Entries supplied below:
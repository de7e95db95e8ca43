/*
   Copyright 2018 Ilya Epifanov

   Licensed under the Apache License, Version 2.0, <LICENSE-APACHE or
   http://apache.org/licenses/LICENSE-2.0> or the MIT license <LICENSE-MIT or
   http://opensource.org/licenses/MIT>, at your option. This file may not be
   copied, modified, or distributed except according to those terms.
*/
//! Divider search.

use crate::divider::{DividerSpec, OutputDivider};
use crate::Error;

/// Minimum crystal frequency
pub const XTAL_FREQ_MIN: u32 = 10_000_000;

/// Maximum crystal frequency
pub const XTAL_FREQ_MAX: u32 = 40_000_000;

/// Output frequency must be above this
pub const OUTPUT_FREQ_MIN: u32 = 2;

/// Maximum output frequency
pub const OUTPUT_FREQ_MAX: u32 = 200_000_000;

pub const VCO_FREQ_MIN: u64 = 600_000_000;
pub const VCO_FREQ_MAX: u64 = 900_000_000;

/// Above this the output Multisynth must run in divide by 4 mode.
pub const DIV_BY_4_THRESHOLD: u32 = 150_000_000;

/// Above this (and up to `DIV_BY_4_THRESHOLD`) the output Multisynth divides by 6.
pub const DIV_BY_6_THRESHOLD: u32 = 100_000_000;

/// Above this (and up to `DIV_BY_6_THRESHOLD`) the output Multisynth divides by 8.
pub const DIV_BY_8_THRESHOLD: u32 = 75_000_000;

/// Largest integer output Multisynth divider.
pub const MULTISYNTH_DIVIDER_MAX: u64 = 2048;

pub const PLL_MULTIPLIER_MIN: u32 = 15;
pub const PLL_MULTIPLIER_MAX: u32 = 90;

/// Value of the 2 bit MSx_DIVBY4 field in divide by 4 mode.
pub const DIV_BY_4_MODE: u8 = 0b11;

/// A complete divider chain for one output.
#[derive(Debug, Copy, Clone, PartialEq, Eq)]
pub struct StageConfig {
    /// PLL feedback Multisynth.
    pub stage1: DividerSpec,
    /// Output Multisynth. `0 + 0/1` in divide by 4 mode.
    pub stage2: DividerSpec,
    /// `0b11` in divide by 4 mode, `0b00` otherwise.
    pub div_by_4: u8,
    pub r_div: OutputDivider,
}

impl StageConfig {
    pub fn is_div_by_4(&self) -> bool {
        self.div_by_4 == DIV_BY_4_MODE
    }

    /// The output Multisynth divisor as the hardware applies it, i.e. 4 in
    /// divide by 4 mode and the integer part otherwise.
    pub fn stage2_effective_divisor(&self) -> u32 {
        if self.is_div_by_4() {
            4
        } else {
            self.stage2.integer_part
        }
    }

    /// VCO frequency, Hz, rounded down.
    /// Fvco = Fxtal * (a + b/c)
    pub fn vco_frequency(&self, xtal_freq: u32) -> u64 {
        let s1 = &self.stage1;
        let c = s1.denominator.max(1) as u128;
        let scaled = s1.integer_part as u128 * c + s1.numerator as u128;

        (xtal_freq as u128 * scaled / c) as u64
    }

    /// Output frequency, Hz, rounded down.
    /// Fout = Fxtal * (a1 + b1/c1) / ((a2 + b2/c2) * R)
    pub fn output_frequency(&self, xtal_freq: u32) -> u64 {
        let s1 = &self.stage1;
        let c1 = s1.denominator.max(1) as u128;
        let s1_scaled = s1.integer_part as u128 * c1 + s1.numerator as u128;

        let (c2, s2_scaled) = if self.is_div_by_4() {
            (1, 4)
        } else {
            let s2 = &self.stage2;
            let c2 = s2.denominator.max(1) as u128;
            (c2, s2.integer_part as u128 * c2 + s2.numerator as u128)
        };

        let num = xtal_freq as u128 * s1_scaled * c2;
        let den = c1 * s2_scaled * self.r_div.divisor() as u128;
        if den == 0 {
            return 0;
        }

        (num / den) as u64
    }
}

/// Seeks a divider chain producing `output_freq` from `xtal_freq`.
///
/// The output Multisynth and R divider are picked by output band so that the
/// VCO lands at or above 600 MHz, then the PLL feedback divider is the exact
/// ratio of the VCO to the crystal, reduced to lowest terms.
///
/// `integer_mode` asks for an integer output Multisynth. Every band below
/// already yields one, so the flag does not change the result.
pub fn seek(xtal_freq: u32, output_freq: u32, integer_mode: bool) -> Result<StageConfig, Error> {
    if !(XTAL_FREQ_MIN..=XTAL_FREQ_MAX).contains(&xtal_freq) {
        return Err(Error::InvalidCrystalFrequency);
    }
    if output_freq <= OUTPUT_FREQ_MIN || output_freq > OUTPUT_FREQ_MAX {
        return Err(Error::InvalidOutputFrequency);
    }

    debug!("xtal frequency is {} Hz", xtal_freq);
    debug!("output frequency is {} Hz", output_freq);
    debug!("integer mode: {}", integer_mode);
    let _ = integer_mode;

    let (stage2, div_by_4, r_div, divisor) = if output_freq > DIV_BY_4_THRESHOLD {
        debug!("above 150 MHz, output multisynth in divide by 4 mode");
        (
            DividerSpec {
                integer_part: 0,
                numerator: 0,
                denominator: 1,
            },
            DIV_BY_4_MODE,
            OutputDivider::Div1,
            4,
        )
    } else if output_freq > DIV_BY_6_THRESHOLD {
        debug!("above 100 MHz, output multisynth divides by 6");
        (DividerSpec::integer(6), 0, OutputDivider::Div1, 6)
    } else if output_freq > DIV_BY_8_THRESHOLD {
        debug!("above 75 MHz, output multisynth divides by 8");
        (DividerSpec::integer(8), 0, OutputDivider::Div1, 8)
    } else {
        let (divisor, r_div) = find_int_divider(output_freq)?;
        (DividerSpec::integer(divisor), 0, r_div, divisor)
    };

    let vco_freq = output_freq as u64 * divisor as u64 * r_div.divisor() as u64;
    debug!("vco frequency is {} Hz", vco_freq);
    if vco_freq < VCO_FREQ_MIN || vco_freq > VCO_FREQ_MAX {
        return Err(Error::NoSolution);
    }

    let stage1 = find_pll_divider(vco_freq, xtal_freq)?;
    debug!(
        "pll feedback {} + {}/{}",
        stage1.integer_part, stage1.numerator, stage1.denominator
    );

    Ok(StageConfig {
        stage1,
        stage2,
        div_by_4,
        r_div,
    })
}

/// Smallest integer output Multisynth divider that keeps the VCO at or above
/// its minimum, doubling the R divider until that divider fits.
fn find_int_divider(output_freq: u32) -> Result<(u32, OutputDivider), Error> {
    let mut r = 1u32;
    loop {
        let total = r as u64 * output_freq as u64;
        let divisor = (VCO_FREQ_MIN + total - 1) / total;
        debug!("r_div {}: output multisynth divider {}", r, divisor);

        if divisor <= MULTISYNTH_DIVIDER_MAX {
            return Ok((divisor as u32, OutputDivider::from_divisor(r)?));
        }
        if r >= OutputDivider::Div128.divisor() {
            return Err(Error::NoSolution);
        }
        r *= 2;
    }
}

/// PLL feedback divider `vco_freq / xtal_freq` as a reduced fraction.
fn find_pll_divider(vco_freq: u64, xtal_freq: u32) -> Result<DividerSpec, Error> {
    let xtal = xtal_freq as u64;
    let mult = vco_freq / xtal;
    if mult < PLL_MULTIPLIER_MIN as u64 || mult > PLL_MULTIPLIER_MAX as u64 {
        return Err(Error::NoSolution);
    }

    // remainder < xtal_freq, fits u32
    let remainder = (vco_freq % xtal) as u32;

    Ok(DividerSpec::reduced(mult as u32, remainder, xtal_freq))
}

#[cfg(test)]
mod tests {
    use super::*;
    use crate::divider::gcd;

    const XTALS: [u32; 5] = [10_000_000, 25_000_000, 26_000_000, 27_000_000, 40_000_000];

    const OUTPUTS: [u32; 14] = [
        2_500,
        10_000,
        100_000,
        455_000,
        1_250_000,
        7_074_000,
        14_175_000,
        28_000_000,
        75_000_000,
        75_000_001,
        100_000_000,
        133_333_333,
        150_000_001,
        200_000_000,
    ];

    /// Fxtal * s1 == Fout * s2 * R, cross multiplied over the denominators.
    fn exact(xtal_freq: u32, output_freq: u32, config: &StageConfig) -> bool {
        let s1 = &config.stage1;
        let s2 = &config.stage2;
        let (s2_num, s2_den) = if config.is_div_by_4() {
            (4u128, 1u128)
        } else {
            (
                s2.integer_part as u128 * s2.denominator as u128 + s2.numerator as u128,
                s2.denominator as u128,
            )
        };

        let lhs = xtal_freq as u128
            * (s1.integer_part as u128 * s1.denominator as u128 + s1.numerator as u128)
            * s2_den;
        let rhs = output_freq as u128
            * s2_num
            * config.r_div.divisor() as u128
            * s1.denominator as u128;
        lhs == rhs
    }

    #[test]
    fn reproduces_output_exactly() {
        for &xtal in XTALS.iter() {
            for &out in OUTPUTS.iter() {
                let config = seek(xtal, out, true).unwrap();
                assert!(exact(xtal, out, &config), "{} -> {}: {:?}", xtal, out, config);
                assert_eq!(config.output_frequency(xtal), out as u64);
            }
        }
    }

    #[test]
    fn stage1_fraction_is_reduced() {
        for &xtal in XTALS.iter() {
            for &out in OUTPUTS.iter() {
                let s1 = seek(xtal, out, false).unwrap().stage1;
                if s1.numerator == 0 {
                    assert_eq!(s1.denominator, 1);
                } else {
                    assert!(s1.numerator < s1.denominator);
                    assert_eq!(gcd(s1.numerator, s1.denominator), 1);
                }
            }
        }
    }

    #[test]
    fn vco_and_pll_within_limits() {
        for &xtal in XTALS.iter() {
            for &out in OUTPUTS.iter() {
                let config = seek(xtal, out, true).unwrap();
                let vco = config.vco_frequency(xtal);
                assert!(vco >= VCO_FREQ_MIN && vco <= VCO_FREQ_MAX, "{}", vco);
                assert!(config.stage1.integer_part >= PLL_MULTIPLIER_MIN);
                assert!(config.stage1.integer_part <= PLL_MULTIPLIER_MAX);
            }
        }
    }

    #[test]
    fn div_by_4_above_150mhz() {
        let config = seek(25_000_000, 150_000_001, true).unwrap();
        assert_eq!(config.div_by_4, 0b11);
        assert_eq!(
            config.stage2,
            DividerSpec {
                integer_part: 0,
                numerator: 0,
                denominator: 1,
            }
        );
        assert_eq!(config.r_div, OutputDivider::Div1);
        assert_eq!(config.stage2_effective_divisor(), 4);
        assert_eq!(config.vco_frequency(25_000_000), 600_000_004);
    }

    #[test]
    fn band_boundaries() {
        let config = seek(25_000_000, 150_000_000, true).unwrap();
        assert_eq!(config.div_by_4, 0);
        assert_eq!(config.stage2, DividerSpec::integer(6));
        assert_eq!(config.r_div, OutputDivider::Div1);

        let config = seek(25_000_000, 100_000_001, true).unwrap();
        assert_eq!(config.stage2, DividerSpec::integer(6));

        let config = seek(25_000_000, 100_000_000, true).unwrap();
        assert_eq!(config.stage2, DividerSpec::integer(8));
        assert_eq!(config.stage1, DividerSpec::integer(32));

        let config = seek(25_000_000, 75_000_001, true).unwrap();
        assert_eq!(config.stage2, DividerSpec::integer(8));

        let config = seek(25_000_000, 75_000_000, true).unwrap();
        assert_eq!(config.div_by_4, 0);
        assert_eq!(config.stage2, DividerSpec::integer(8));
        assert_eq!(config.r_div, OutputDivider::Div1);
        assert_eq!(config.stage1, DividerSpec::integer(24));
    }

    #[test]
    fn general_band_example() {
        let config = seek(25_000_000, 1_250_000, true).unwrap();
        assert_eq!(config.stage2, DividerSpec::integer(480));
        assert_eq!(config.r_div, OutputDivider::Div1);
        assert_eq!(config.stage1, DividerSpec::integer(24));

        let config = seek(25_000_000, 14_175_000, true).unwrap();
        assert_eq!(config.stage2, DividerSpec::integer(43));
        assert_eq!(
            config.stage1,
            DividerSpec {
                integer_part: 24,
                numerator: 381,
                denominator: 1000,
            }
        );
    }

    #[test]
    fn r_div_doubles_for_low_frequencies() {
        // 600 MHz / 100 kHz = 6000 > 2048, R = 4 gives 1500
        let config = seek(25_000_000, 100_000, true).unwrap();
        assert_eq!(config.r_div, OutputDivider::Div4);
        assert_eq!(config.stage2, DividerSpec::integer(1500));

        for &out in OUTPUTS.iter().filter(|&&f| f <= DIV_BY_8_THRESHOLD) {
            let config = seek(27_000_000, out, true).unwrap();
            assert!(config.stage2.is_integer());
            assert!(config.stage2.integer_part as u64 <= MULTISYNTH_DIVIDER_MAX);
            assert!(config.r_div.divisor().is_power_of_two());
            assert!(config.r_div.divisor() <= 128);
        }
    }

    #[test]
    fn integer_mode_does_not_change_result() {
        for &out in OUTPUTS.iter() {
            assert_eq!(seek(26_000_000, out, true), seek(26_000_000, out, false));
        }
    }

    #[test]
    fn lowest_reachable_frequency() {
        // 600 MHz / (128 * 2048) = 2288.8 Hz
        let config = seek(25_000_000, 2_289, true).unwrap();
        assert_eq!(config.r_div, OutputDivider::Div128);
        assert_eq!(config.stage2, DividerSpec::integer(2048));

        assert_eq!(seek(25_000_000, 2_288, true), Err(Error::NoSolution));
        assert_eq!(seek(25_000_000, 3, true), Err(Error::NoSolution));
    }

    #[test]
    fn rejects_out_of_range_inputs() {
        assert_eq!(seek(9_999_999, 10_000_000, true), Err(Error::InvalidCrystalFrequency));
        assert_eq!(seek(40_000_001, 10_000_000, true), Err(Error::InvalidCrystalFrequency));
        assert_eq!(seek(25_000_000, 0, true), Err(Error::InvalidOutputFrequency));
        assert_eq!(seek(25_000_000, 2, true), Err(Error::InvalidOutputFrequency));
        assert_eq!(seek(25_000_000, 200_000_001, true), Err(Error::InvalidOutputFrequency));
        assert!(seek(25_000_000, 200_000_000, true).is_ok());
    }
}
End of Entries supplied.
Taking the records above, retype every line from the one with "assert!(s1.numerator < s1.denominator);" down to the one with "let config = seek(25_000_000, 100_000_001, true).unwrap();", exactly and with nothing else.

Answer to the problem >>
                    assert!(s1.numerator < s1.denominator);
                    assert_eq!(gcd(s1.numerator, s1.denominator), 1);
                }
            }
        }
    }

    #[test]
    fn vco_and_pll_within_limits() {
        for &xtal in XTALS.iter() {
            for &out in OUTPUTS.iter() {
                let config = seek(xtal, out, true).unwrap();
                let vco = config.vco_frequency(xtal);
                assert!(vco >= VCO_FREQ_MIN && vco <= VCO_FREQ_MAX, "{}", vco);
                assert!(config.stage1.integer_part >= PLL_MULTIPLIER_MIN);
                assert!(config.stage1.integer_part <= PLL_MULTIPLIER_MAX);
            }
        }
    }

    #[test]
    fn div_by_4_above_150mhz() {
        let config = seek(25_000_000, 150_000_001, true).unwrap();
        assert_eq!(config.div_by_4, 0b11);
        assert_eq!(
            config.stage2,
            DividerSpec {
                integer_part: 0,
                numerator: 0,
                denominator: 1,
            }
        );
        assert_eq!(config.r_div, OutputDivider::Div1);
        assert_eq!(config.stage2_effective_divisor(), 4);
        assert_eq!(config.vco_frequency(25_000_000), 600_000_004);
    }

    #[test]
    fn band_boundaries() {
        let config = seek(25_000_000, 150_000_000, true).unwrap();
        assert_eq!(config.div_by_4, 0);
        assert_eq!(config.stage2, DividerSpec::integer(6));
        assert_eq!(config.r_div, OutputDivider::Div1);

        let config = seek(25_000_000, 100_000_001, true).unwrap();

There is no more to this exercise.